- _TASK GOAL_
Begin with the first line of the entries below and reproduce each line exactly, ending with the line that holds "pub enum GagError".

Start of AVAILABLE DATA

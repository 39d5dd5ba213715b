use std::io;
use std::path::PathBuf;

use thiserror::Error;

use crate::gag::io::ConfigError;

/// Errors that stop a parse or a download run.
///
/// Anything that goes wrong for a single post (bad status, rejected body, timeout)
/// is absorbed by the resolver and reported as a failed outcome instead.
#[derive(Error, Debug)]
pub enum GagError {
    #[error("9GAG data file not found: {}", path.display())]
    SourceNotFound {
        path: PathBuf,
        #[source]
        source: io::Error,
    },

    #[error("No upvoted or saved gags found")]
    EmptySelection,

    #[error("Unable to prepare destination folder {}: {source}", path.display())]
    Destination {
        path: PathBuf,
        #[source]
        source: io::Error,
    },

    #[error("Config error: {0}")]
    Config(#[from] ConfigError),

    #[error("Request error: {0}")]
    Request(#[from] reqwest::Error),
}

/// Result type for engine operations
pub type GagResult<T> = Result<T, GagError>;
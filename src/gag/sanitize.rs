use serde::{Deserialize, Serialize};

use crate::gag::models::PostRecord;

/// Characters that are not allowed in file names on at least one common filesystem.
pub const FORBIDDEN_CHARS: [char; 9] = ['\\', '/', '*', '?', ':', '"', '<', '>', '|'];

/// Maximum number of characters kept in a file stem.
pub const MAX_STEM_CHARS: usize = 100;

/// Removes invalid characters from a title and caps it at [MAX_STEM_CHARS].
///
/// Whitespace is left alone, so a title made only of forbidden characters becomes
/// an empty stem.
///
/// # Arguments
///
/// * `title`: The post title to turn into a file stem.
///
/// returns: String
pub fn sanitize(title: &str) -> String {
    title
        .chars()
        .filter(|c| !FORBIDDEN_CHARS.contains(c))
        .take(MAX_STEM_CHARS)
        .collect()
}

/// Decides which stem a post is stored and looked up under.
#[derive(Debug, Clone, Copy, PartialEq, Eq, Default, Serialize, Deserialize)]
#[serde(rename_all = "snake_case")]
pub enum CacheKey {
    /// The sanitized title alone. Posts sharing a title share one file.
    #[default]
    Title,
    /// The sanitized title followed by ` [id]`, so every post gets its own file.
    TitleWithId,
}

impl CacheKey {
    /// Builds the file stem for `record` under this policy.
    pub fn stem(self, record: &PostRecord) -> String {
        match self {
            CacheKey::Title => sanitize(record.title()),
            CacheKey::TitleWithId => {
                let suffix = format!(" [{}]", sanitize(record.id()));
                let room = MAX_STEM_CHARS.saturating_sub(suffix.chars().count());
                let head: String = sanitize(record.title()).chars().take(room).collect();
                let mut stem = head + &suffix;
                if stem.chars().count() > MAX_STEM_CHARS {
                    stem = stem.chars().take(MAX_STEM_CHARS).collect();
                }
                stem
            }
        }
    }
}

#[cfg(test)]
mod tests {
    use super::*;
    use crate::gag::models::SourceCategory;

    #[test]
    fn test_sanitize_strips_forbidden_characters() {
        let title = r#"Test: <Gag> with / invalid \ chars? * "yes""#;
        assert_eq!(sanitize(title), "Test Gag with  invalid  chars  yes");
    }

    #[test]
    fn test_sanitize_truncates_long_titles() {
        let long_title = "A".repeat(200);
        assert_eq!(sanitize(&long_title).chars().count(), 100);
    }

    #[test]
    fn test_sanitize_truncates_after_stripping() {
        let title = format!("{}{}", "?".repeat(50), "B".repeat(120));
        assert_eq!(sanitize(&title), "B".repeat(100));
    }

    #[test]
    fn test_sanitize_counts_characters_not_bytes() {
        let title = "é".repeat(150);
        let stem = sanitize(&title);
        assert_eq!(stem.chars().count(), 100);
        assert_eq!(stem.len(), 200);
    }

    #[test]
    fn test_sanitize_may_be_empty() {
        assert_eq!(sanitize(r#"\/*?:"<>|"#), "");
    }

    #[test]
    fn test_sanitize_properties() {
        let repeated = "x|".repeat(120);
        let samples: [&str; 6] = [
            "Cat:Meme",
            "  spaced  out  ",
            r#"a"b"c"#,
            "no changes here",
            "ümlaut / ß / 日本語 | emoji 🐱",
            repeated.as_str(),
        ];
        for sample in samples {
            let once = sanitize(sample);
            assert_eq!(sanitize(&once), once, "not idempotent for {:?}", sample);
            assert!(once.chars().count() <= MAX_STEM_CHARS);
            assert!(!once.chars().any(|c| FORBIDDEN_CHARS.contains(&c)));
        }
    }

    #[test]
    fn test_cache_key_title() {
        let record = PostRecord::new("a1", "Cat:Meme", SourceCategory::Upvoted);
        assert_eq!(CacheKey::Title.stem(&record), "CatMeme");
    }

    #[test]
    fn test_cache_key_title_with_id() {
        let record = PostRecord::new("a1", "Cat:Meme", SourceCategory::Upvoted);
        assert_eq!(CacheKey::TitleWithId.stem(&record), "CatMeme [a1]");

        let long = PostRecord::new("aW4nMjA", "D".repeat(300), SourceCategory::Saved);
        let stem = CacheKey::TitleWithId.stem(&long);
        assert_eq!(stem.chars().count(), 100);
        assert!(stem.ends_with(" [aW4nMjA]"));
    }
}
use std::path::Path;

pub mod catalog;
pub mod error;
pub mod io;
pub mod models;
pub mod orchestrator;
pub mod parser;
pub mod resolver;
pub mod sanitize;
pub mod tui;

pub use catalog::{Catalog, MediaVariant};
pub use error::{GagError, GagResult};
pub use io::directory::DirectoryManager;
pub use io::{AppConfig, ConfigError, ConfigManager};
pub use models::{
    DownloadOutcome, DownloadStatus, KindCounts, MediaKind, PostRecord, ProgressEvent,
    RunStatus, SourceCategory, Statistics,
};
pub use orchestrator::{CancelToken, Orchestrator};
pub use parser::{parse_document, parse_export, CategorySelection};
pub use resolver::{FetchError, Fetcher, HttpFetcher, MediaResponse, Resolver};
pub use sanitize::{sanitize, CacheKey};

/// Downloads every record into `destination_root` using the default configuration.
///
/// This is the entry point a front end calls after [parse_export]. `on_progress` is
/// invoked once per processed record, and `cancel` is checked between records.
///
/// The run always uses [AppConfig::default]. Build an [Orchestrator] with
/// [Orchestrator::from_config] or [Orchestrator::new] to change the catalog,
/// timeout or cache key.
///
/// # Arguments
///
/// * `records`: The posts to download, in the order they should be processed.
/// * `destination_root`: Folder that receives the `gags/` tree.
/// * `on_progress`: Callback receiving a [ProgressEvent] after every record.
/// * `cancel`: Token the caller can trip to stop the run at the next record.
///
/// returns: Result<Statistics, GagError>
pub fn run_downloads<P>(
    records: &[PostRecord],
    destination_root: &Path,
    on_progress: P,
    cancel: &CancelToken,
) -> GagResult<Statistics>
where
    P: FnMut(&ProgressEvent<'_>),
{
    let orchestrator = Orchestrator::from_config(&AppConfig::default())?;
    orchestrator.run(records, destination_root, on_progress, cancel)
}
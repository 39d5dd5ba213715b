use std::fmt;
use std::path::PathBuf;

use serde::{Deserialize, Serialize};

/// Prefix of the public page of a post, used when reporting failures.
const POST_URL_PREFIX: &str = "https://9gag.com/gag/";

/// The export table a post was listed in.
#[derive(Debug, Clone, Copy, PartialEq, Eq, Hash)]
pub enum SourceCategory {
    Upvoted,
    Saved,
}

impl SourceCategory {
    /// The `<h3>` text that introduces this category's table in the export.
    pub fn heading(self) -> &'static str {
        match self {
            SourceCategory::Upvoted => "Upvotes",
            SourceCategory::Saved => "Saved",
        }
    }
}

impl fmt::Display for SourceCategory {
    fn fmt(&self, f: &mut fmt::Formatter<'_>) -> fmt::Result {
        match self {
            SourceCategory::Upvoted => write!(f, "upvoted"),
            SourceCategory::Saved => write!(f, "saved"),
        }
    }
}

/// A single post read from the export.
#[derive(Debug, Clone, PartialEq, Eq)]
pub struct PostRecord {
    id: String,
    title: String,
    source_category: SourceCategory,
}

impl PostRecord {
    pub fn new(
        id: impl Into<String>,
        title: impl Into<String>,
        source_category: SourceCategory,
    ) -> Self {
        PostRecord {
            id: id.into(),
            title: title.into(),
            source_category,
        }
    }

    /// The opaque identifier the host assigned to the post.
    pub fn id(&self) -> &str {
        &self.id
    }

    pub fn title(&self) -> &str {
        &self.title
    }

    pub fn source_category(&self) -> SourceCategory {
        self.source_category
    }

    /// Public page of the post on 9GAG.
    pub fn post_url(&self) -> String {
        format!("{}{}", POST_URL_PREFIX, self.id)
    }
}

/// Kind of media a post resolves to.
#[derive(Debug, Clone, Copy, PartialEq, Eq, Hash, Serialize, Deserialize)]
#[serde(rename_all = "lowercase")]
pub enum MediaKind {
    Video,
    Image,
}

impl MediaKind {
    /// Kinds in the order the resolver tries them.
    pub const RESOLUTION_ORDER: [MediaKind; 2] = [MediaKind::Video, MediaKind::Image];

    /// Name of the folder under `gags/` that holds this kind.
    pub fn directory_name(self) -> &'static str {
        match self {
            MediaKind::Video => "videos",
            MediaKind::Image => "images",
        }
    }
}

impl fmt::Display for MediaKind {
    fn fmt(&self, f: &mut fmt::Formatter<'_>) -> fmt::Result {
        match self {
            MediaKind::Video => write!(f, "Video"),
            MediaKind::Image => write!(f, "Image"),
        }
    }
}

/// How a single record ended up.
#[derive(Debug, Clone, Copy, PartialEq, Eq)]
pub enum DownloadStatus {
    Downloaded,
    AlreadyCached,
    Failed,
}

impl fmt::Display for DownloadStatus {
    fn fmt(&self, f: &mut fmt::Formatter<'_>) -> fmt::Result {
        match self {
            DownloadStatus::Downloaded => write!(f, "downloaded"),
            DownloadStatus::AlreadyCached => write!(f, "already downloaded"),
            DownloadStatus::Failed => write!(f, "failed"),
        }
    }
}

/// Result of resolving one [PostRecord].
#[derive(Debug, Clone, PartialEq, Eq)]
pub struct DownloadOutcome {
    pub record: PostRecord,
    /// `None` when nothing could be downloaded.
    pub media_kind: Option<MediaKind>,
    pub status: DownloadStatus,
    pub stored_path: Option<PathBuf>,
}

impl DownloadOutcome {
    pub fn downloaded(record: PostRecord, kind: MediaKind, path: PathBuf) -> Self {
        DownloadOutcome {
            record,
            media_kind: Some(kind),
            status: DownloadStatus::Downloaded,
            stored_path: Some(path),
        }
    }

    pub fn cached(record: PostRecord, kind: MediaKind, path: PathBuf) -> Self {
        DownloadOutcome {
            record,
            media_kind: Some(kind),
            status: DownloadStatus::AlreadyCached,
            stored_path: Some(path),
        }
    }

    pub fn failed(record: PostRecord) -> Self {
        DownloadOutcome {
            record,
            media_kind: None,
            status: DownloadStatus::Failed,
            stored_path: None,
        }
    }

    pub fn is_failed(&self) -> bool {
        self.status == DownloadStatus::Failed
    }
}

/// Whether a run went through every record or was stopped early.
#[derive(Debug, Clone, Copy, PartialEq, Eq, Default)]
pub enum RunStatus {
    #[default]
    Completed,
    Cancelled,
}

/// Per media kind tally of successful outcomes.
#[derive(Debug, Clone, Copy, PartialEq, Eq, Default)]
pub struct KindCounts {
    pub video: usize,
    pub image: usize,
}

impl KindCounts {
    pub fn get(&self, kind: MediaKind) -> usize {
        match kind {
            MediaKind::Video => self.video,
            MediaKind::Image => self.image,
        }
    }

    fn increment(&mut self, kind: MediaKind) {
        match kind {
            MediaKind::Video => self.video += 1,
            MediaKind::Image => self.image += 1,
        }
    }
}

/// Aggregated counts of a download run.
#[derive(Debug, Clone, PartialEq, Eq, Default)]
pub struct Statistics {
    /// Number of records handed to the run.
    pub total: usize,
    /// Number of records actually resolved before the run ended.
    pub processed: usize,
    pub succeeded: usize,
    pub cached: usize,
    pub failed: usize,
    /// Downloaded and cached outcomes by media kind.
    pub by_kind: KindCounts,
    pub status: RunStatus,
}

impl Statistics {
    pub fn new(total: usize) -> Self {
        Statistics {
            total,
            ..Default::default()
        }
    }

    /// Adds a single outcome to the tallies.
    pub fn record(&mut self, outcome: &DownloadOutcome) {
        self.processed += 1;
        match outcome.status {
            DownloadStatus::Downloaded => self.succeeded += 1,
            DownloadStatus::AlreadyCached => self.cached += 1,
            DownloadStatus::Failed => self.failed += 1,
        }
        if let Some(kind) = outcome.media_kind {
            self.by_kind.increment(kind);
        }
    }

    pub fn is_cancelled(&self) -> bool {
        self.status == RunStatus::Cancelled
    }

    /// The single end-of-run message shown to the user.
    pub fn summary(&self) -> String {
        let prefix = if self.is_cancelled() {
            format!(
                "Download cancelled after {} of {} gags. ",
                self.processed, self.total
            )
        } else {
            String::new()
        };

        if self.failed == 0 {
            format!(
                "{}All {} gags downloaded successfully!",
                prefix,
                self.succeeded + self.cached
            )
        } else {
            format!(
                "{}Download finished: {} successful, {} cached, {} failed",
                prefix, self.succeeded, self.cached, self.failed
            )
        }
    }
}

/// Emitted by the orchestrator after each record is resolved.
#[derive(Debug, Clone, Copy)]
pub struct ProgressEvent<'a> {
    /// Zero-based position of the record in the run.
    pub index: usize,
    pub total: usize,
    pub title: &'a str,
    pub outcome: &'a DownloadOutcome,
}

impl ProgressEvent<'_> {
    /// Fraction of the run completed once this record is counted.
    pub fn fraction(&self) -> f64 {
        if self.total == 0 {
            return 1.0;
        }
        (self.index + 1) as f64 / self.total as f64
    }
}

#[cfg(test)]
mod tests {
    use super::*;

    fn record(id: &str) -> PostRecord {
        PostRecord::new(id, "Title", SourceCategory::Upvoted)
    }

    #[test]
    fn test_post_url() {
        assert_eq!(record("aW4nMjA").post_url(), "https://9gag.com/gag/aW4nMjA");
    }

    #[test]
    fn test_statistics_tally() {
        let mut stats = Statistics::new(4);
        stats.record(&DownloadOutcome::downloaded(record("a"), MediaKind::Video, PathBuf::from("a.mp4")));
        stats.record(&DownloadOutcome::cached(record("b"), MediaKind::Image, PathBuf::from("b.jpg")));
        stats.record(&DownloadOutcome::downloaded(record("c"), MediaKind::Image, PathBuf::from("c.jpg")));
        stats.record(&DownloadOutcome::failed(record("d")));

        assert_eq!(stats.processed, 4);
        assert_eq!(stats.succeeded, 2);
        assert_eq!(stats.cached, 1);
        assert_eq!(stats.failed, 1);
        assert_eq!(stats.by_kind.get(MediaKind::Video), 1);
        assert_eq!(stats.by_kind.get(MediaKind::Image), 2);
    }

    #[test]
    fn test_summary_messages() {
        let mut stats = Statistics::new(3);
        stats.succeeded = 2;
        stats.cached = 1;
        stats.processed = 3;
        assert_eq!(stats.summary(), "All 3 gags downloaded successfully!");

        stats.failed = 1;
        stats.cached = 0;
        assert_eq!(stats.summary(), "Download finished: 2 successful, 0 cached, 1 failed");

        stats.status = RunStatus::Cancelled;
        stats.processed = 2;
        assert_eq!(
            stats.summary(),
            "Download cancelled after 2 of 3 gags. Download finished: 2 successful, 0 cached, 1 failed"
        );
    }

    #[test]
    fn test_progress_fraction() {
        let outcome = DownloadOutcome::failed(record("a"));
        let event = ProgressEvent { index: 1, total: 4, title: "Title", outcome: &outcome };
        assert_eq!(event.fraction(), 0.5);
    }
}
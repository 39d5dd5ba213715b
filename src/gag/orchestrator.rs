use std::path::Path;
use std::sync::Arc;
use std::sync::atomic::{AtomicBool, Ordering};

use crate::gag::error::{GagError, GagResult};
use crate::gag::io::AppConfig;
use crate::gag::io::directory::DirectoryManager;
use crate::gag::models::{PostRecord, ProgressEvent, RunStatus, Statistics};
use crate::gag::resolver::{Fetcher, HttpFetcher, Resolver};

/// Shared flag that asks a running download loop to stop at the next record.
#[derive(Debug, Clone, Default)]
pub struct CancelToken(Arc<AtomicBool>);

impl CancelToken {
    pub fn new() -> Self {
        Self::default()
    }

    pub fn cancel(&self) {
        self.0.store(true, Ordering::SeqCst);
    }

    pub fn is_cancelled(&self) -> bool {
        self.0.load(Ordering::SeqCst)
    }
}

/// Runs the resolver over a list of posts, one at a time.
#[derive(Debug, Clone)]
pub struct Orchestrator<F> {
    resolver: Resolver<F>,
}

impl Orchestrator<HttpFetcher> {
    /// Builds an orchestrator backed by the HTTP client described in `config`.
    pub fn from_config(config: &AppConfig) -> GagResult<Self> {
        let fetcher = HttpFetcher::new(&config.http)?;
        Ok(Self::new(Resolver::from_config(fetcher, config)?))
    }
}

impl<F: Fetcher> Orchestrator<F> {
    pub fn new(resolver: Resolver<F>) -> Self {
        Self { resolver }
    }

    pub fn resolver(&self) -> &Resolver<F> {
        &self.resolver
    }

    /// Downloads `records` in order into `destination_root`.
    ///
    /// Per-post failures are counted, never returned. The run only errors when
    /// there is nothing to do or the destination folders cannot be created.
    pub fn run<P>(
        &self,
        records: &[PostRecord],
        destination_root: &Path,
        mut on_progress: P,
        cancel: &CancelToken,
    ) -> GagResult<Statistics>
    where
        P: FnMut(&ProgressEvent<'_>),
    {
        if records.is_empty() {
            return Err(GagError::EmptySelection);
        }

        let directories = DirectoryManager::new(destination_root);
        directories.create_directory_structure()?;

        let total = records.len();
        let mut stats = Statistics::new(total);
        info!("Downloading {} gags to {}", total, directories.gags_dir().display());

        for (index, record) in records.iter().enumerate() {
            if cancel.is_cancelled() {
                warn!("Download cancelled after {} of {} gags", index, total);
                stats.status = RunStatus::Cancelled;
                break;
            }

            trace!("[{}/{}] {} ({})", index + 1, total, record.title(), record.id());
            let outcome = self.resolver.resolve(record, &directories);
            stats.record(&outcome);

            on_progress(&ProgressEvent {
                index,
                total,
                title: record.title(),
                outcome: &outcome,
            });
        }

        if stats.failed > 0 {
            warn!(
                "{} of {} processed gags could not be downloaded",
                stats.failed, stats.processed
            );
        }
        info!("{}", stats.summary());
        debug!(
            "{} videos and {} images stored or already present",
            stats.by_kind.video, stats.by_kind.image
        );

        Ok(stats)
    }
}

End of AVAILABLE DATA

- _RESULT OF THIS TASK_
repository 39d5dd5ba213715b
use std::io;
use std::path::PathBuf;

use thiserror::Error;

use crate::gag::io::ConfigError;

/// Errors that stop a parse or a download run.
///
/// Anything that goes wrong for a single post (bad status, rejected body, timeout)
/// is absorbed by the resolver and reported as a failed outcome instead.
#[derive(Error, Debug)]
pub enum GagError {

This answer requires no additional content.